● **Exercise prompt**
Show each line of the entries below in which the word "const" appears.

● **Excerpted records**
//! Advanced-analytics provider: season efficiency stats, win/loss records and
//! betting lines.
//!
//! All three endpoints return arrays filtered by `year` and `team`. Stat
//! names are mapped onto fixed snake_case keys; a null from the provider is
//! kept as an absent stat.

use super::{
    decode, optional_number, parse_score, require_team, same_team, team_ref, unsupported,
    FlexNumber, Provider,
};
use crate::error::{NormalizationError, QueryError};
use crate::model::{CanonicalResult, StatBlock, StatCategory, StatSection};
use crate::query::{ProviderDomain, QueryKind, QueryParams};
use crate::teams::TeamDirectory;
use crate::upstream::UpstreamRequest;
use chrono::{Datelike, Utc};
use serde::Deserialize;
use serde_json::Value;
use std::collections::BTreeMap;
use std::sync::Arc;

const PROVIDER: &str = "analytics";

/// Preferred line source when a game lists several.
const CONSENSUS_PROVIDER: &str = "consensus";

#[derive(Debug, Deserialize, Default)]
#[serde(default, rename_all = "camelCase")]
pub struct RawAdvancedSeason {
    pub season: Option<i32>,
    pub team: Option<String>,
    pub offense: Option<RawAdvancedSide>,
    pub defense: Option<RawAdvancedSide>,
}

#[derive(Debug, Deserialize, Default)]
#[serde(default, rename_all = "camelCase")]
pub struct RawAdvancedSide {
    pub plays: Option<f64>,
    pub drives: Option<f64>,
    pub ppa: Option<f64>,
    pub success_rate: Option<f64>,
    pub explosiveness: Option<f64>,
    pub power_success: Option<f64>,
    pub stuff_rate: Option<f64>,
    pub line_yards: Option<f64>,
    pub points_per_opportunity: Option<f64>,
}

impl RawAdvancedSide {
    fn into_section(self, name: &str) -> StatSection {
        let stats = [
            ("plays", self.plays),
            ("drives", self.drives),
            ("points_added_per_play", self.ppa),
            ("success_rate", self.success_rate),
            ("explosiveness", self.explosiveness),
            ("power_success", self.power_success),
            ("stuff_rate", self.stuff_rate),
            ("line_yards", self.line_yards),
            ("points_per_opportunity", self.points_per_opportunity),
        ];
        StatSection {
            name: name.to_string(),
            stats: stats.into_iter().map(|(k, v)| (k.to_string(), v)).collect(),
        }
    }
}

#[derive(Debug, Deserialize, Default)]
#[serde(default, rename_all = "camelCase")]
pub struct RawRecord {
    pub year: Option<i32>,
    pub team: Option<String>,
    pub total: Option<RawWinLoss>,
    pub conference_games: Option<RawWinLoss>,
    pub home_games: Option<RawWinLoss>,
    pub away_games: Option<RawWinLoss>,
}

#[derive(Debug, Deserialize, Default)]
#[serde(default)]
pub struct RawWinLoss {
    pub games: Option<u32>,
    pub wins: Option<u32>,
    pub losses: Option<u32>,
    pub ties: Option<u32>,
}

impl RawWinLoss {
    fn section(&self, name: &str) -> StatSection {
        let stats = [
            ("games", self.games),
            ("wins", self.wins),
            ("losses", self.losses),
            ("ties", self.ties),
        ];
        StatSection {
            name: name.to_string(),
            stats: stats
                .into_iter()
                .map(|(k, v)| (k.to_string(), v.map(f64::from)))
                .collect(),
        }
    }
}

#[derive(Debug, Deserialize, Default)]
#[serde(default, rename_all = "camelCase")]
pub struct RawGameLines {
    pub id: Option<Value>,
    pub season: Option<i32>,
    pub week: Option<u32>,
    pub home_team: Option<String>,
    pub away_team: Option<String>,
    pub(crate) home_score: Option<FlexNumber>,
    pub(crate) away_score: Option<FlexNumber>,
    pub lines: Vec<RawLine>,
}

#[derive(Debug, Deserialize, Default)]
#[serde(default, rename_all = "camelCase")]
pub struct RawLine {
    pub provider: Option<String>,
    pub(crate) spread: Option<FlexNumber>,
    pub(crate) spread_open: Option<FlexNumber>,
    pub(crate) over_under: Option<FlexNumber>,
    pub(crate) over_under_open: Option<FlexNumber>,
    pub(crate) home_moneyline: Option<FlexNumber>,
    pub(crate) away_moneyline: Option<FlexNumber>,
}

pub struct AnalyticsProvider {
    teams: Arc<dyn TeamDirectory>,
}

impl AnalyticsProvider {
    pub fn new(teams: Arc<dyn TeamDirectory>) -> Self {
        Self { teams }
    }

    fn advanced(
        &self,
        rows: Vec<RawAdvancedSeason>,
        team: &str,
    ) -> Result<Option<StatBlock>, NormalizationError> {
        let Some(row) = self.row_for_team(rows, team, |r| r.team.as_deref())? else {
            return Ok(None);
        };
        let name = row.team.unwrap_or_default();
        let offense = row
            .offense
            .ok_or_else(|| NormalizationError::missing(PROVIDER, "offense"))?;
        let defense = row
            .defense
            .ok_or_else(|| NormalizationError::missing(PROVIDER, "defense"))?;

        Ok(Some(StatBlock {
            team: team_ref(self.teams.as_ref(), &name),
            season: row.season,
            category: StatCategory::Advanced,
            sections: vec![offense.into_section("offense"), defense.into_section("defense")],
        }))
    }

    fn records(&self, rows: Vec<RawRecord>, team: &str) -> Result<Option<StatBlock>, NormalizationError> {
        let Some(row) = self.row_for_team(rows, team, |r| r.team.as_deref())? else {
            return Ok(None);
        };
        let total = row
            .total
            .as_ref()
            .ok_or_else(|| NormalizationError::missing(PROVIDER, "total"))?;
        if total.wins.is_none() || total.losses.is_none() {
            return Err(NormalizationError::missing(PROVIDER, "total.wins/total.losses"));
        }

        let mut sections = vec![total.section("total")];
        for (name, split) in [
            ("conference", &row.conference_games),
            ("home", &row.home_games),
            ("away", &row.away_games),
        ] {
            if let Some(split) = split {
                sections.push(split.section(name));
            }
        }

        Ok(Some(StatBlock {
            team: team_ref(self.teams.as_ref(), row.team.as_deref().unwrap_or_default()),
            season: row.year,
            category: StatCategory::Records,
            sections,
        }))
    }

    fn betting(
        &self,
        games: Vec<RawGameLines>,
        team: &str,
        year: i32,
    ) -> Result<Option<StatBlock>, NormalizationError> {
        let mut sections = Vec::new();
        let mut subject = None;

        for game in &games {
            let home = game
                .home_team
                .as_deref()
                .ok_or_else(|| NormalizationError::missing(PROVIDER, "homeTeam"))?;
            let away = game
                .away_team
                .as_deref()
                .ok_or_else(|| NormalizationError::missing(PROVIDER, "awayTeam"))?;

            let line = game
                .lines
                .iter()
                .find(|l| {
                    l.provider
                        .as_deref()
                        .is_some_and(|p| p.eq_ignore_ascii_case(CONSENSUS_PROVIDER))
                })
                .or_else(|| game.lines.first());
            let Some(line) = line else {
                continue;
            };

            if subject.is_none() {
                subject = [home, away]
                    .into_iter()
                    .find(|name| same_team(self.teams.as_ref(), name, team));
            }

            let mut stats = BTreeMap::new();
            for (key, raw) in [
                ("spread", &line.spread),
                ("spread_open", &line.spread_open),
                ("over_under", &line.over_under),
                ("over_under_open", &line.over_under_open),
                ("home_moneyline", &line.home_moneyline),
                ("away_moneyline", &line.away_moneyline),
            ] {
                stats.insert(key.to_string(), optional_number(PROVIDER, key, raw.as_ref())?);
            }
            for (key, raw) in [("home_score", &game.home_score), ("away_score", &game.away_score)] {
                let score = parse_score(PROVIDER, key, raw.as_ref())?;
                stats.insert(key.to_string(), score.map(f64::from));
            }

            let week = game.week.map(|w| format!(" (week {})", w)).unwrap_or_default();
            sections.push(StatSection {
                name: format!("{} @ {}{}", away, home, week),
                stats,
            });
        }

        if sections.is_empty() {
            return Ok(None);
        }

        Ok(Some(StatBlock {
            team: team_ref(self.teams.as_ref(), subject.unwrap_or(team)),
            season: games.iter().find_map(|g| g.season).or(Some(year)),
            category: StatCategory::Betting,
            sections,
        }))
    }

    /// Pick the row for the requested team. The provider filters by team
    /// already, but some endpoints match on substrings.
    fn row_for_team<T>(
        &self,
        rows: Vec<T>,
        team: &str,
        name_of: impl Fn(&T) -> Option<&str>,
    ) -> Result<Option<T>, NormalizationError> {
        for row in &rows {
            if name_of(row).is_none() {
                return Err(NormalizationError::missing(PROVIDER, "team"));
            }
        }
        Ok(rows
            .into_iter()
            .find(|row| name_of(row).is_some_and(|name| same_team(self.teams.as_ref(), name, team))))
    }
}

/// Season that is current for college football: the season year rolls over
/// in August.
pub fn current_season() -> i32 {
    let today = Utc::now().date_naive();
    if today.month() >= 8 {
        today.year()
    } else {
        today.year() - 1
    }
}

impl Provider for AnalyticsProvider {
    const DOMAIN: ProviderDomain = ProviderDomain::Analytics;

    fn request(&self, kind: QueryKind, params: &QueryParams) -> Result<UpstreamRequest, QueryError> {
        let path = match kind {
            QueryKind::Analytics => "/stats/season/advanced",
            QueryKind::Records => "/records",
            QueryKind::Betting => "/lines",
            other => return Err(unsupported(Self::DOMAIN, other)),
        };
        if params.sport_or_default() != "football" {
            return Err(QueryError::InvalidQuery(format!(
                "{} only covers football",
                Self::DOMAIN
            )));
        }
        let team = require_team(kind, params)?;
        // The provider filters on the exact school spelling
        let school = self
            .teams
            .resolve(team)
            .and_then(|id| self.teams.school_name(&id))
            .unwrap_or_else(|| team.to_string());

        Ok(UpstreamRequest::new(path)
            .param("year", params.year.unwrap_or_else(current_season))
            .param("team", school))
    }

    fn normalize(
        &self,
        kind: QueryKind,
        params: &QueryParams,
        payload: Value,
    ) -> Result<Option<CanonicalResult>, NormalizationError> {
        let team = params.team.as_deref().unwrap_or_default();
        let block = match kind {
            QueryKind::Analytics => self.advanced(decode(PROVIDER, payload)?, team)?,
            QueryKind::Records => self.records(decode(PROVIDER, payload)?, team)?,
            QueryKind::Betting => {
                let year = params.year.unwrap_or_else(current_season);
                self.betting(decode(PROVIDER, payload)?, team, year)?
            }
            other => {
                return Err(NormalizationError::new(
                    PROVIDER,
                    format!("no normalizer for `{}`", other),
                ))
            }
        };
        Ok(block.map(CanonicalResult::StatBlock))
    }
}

● **Exercise response**
const PROVIDER: &str = "analytics";
const CONSENSUS_PROVIDER: &str = "consensus";
    const DOMAIN: ProviderDomain = ProviderDomain::Analytics;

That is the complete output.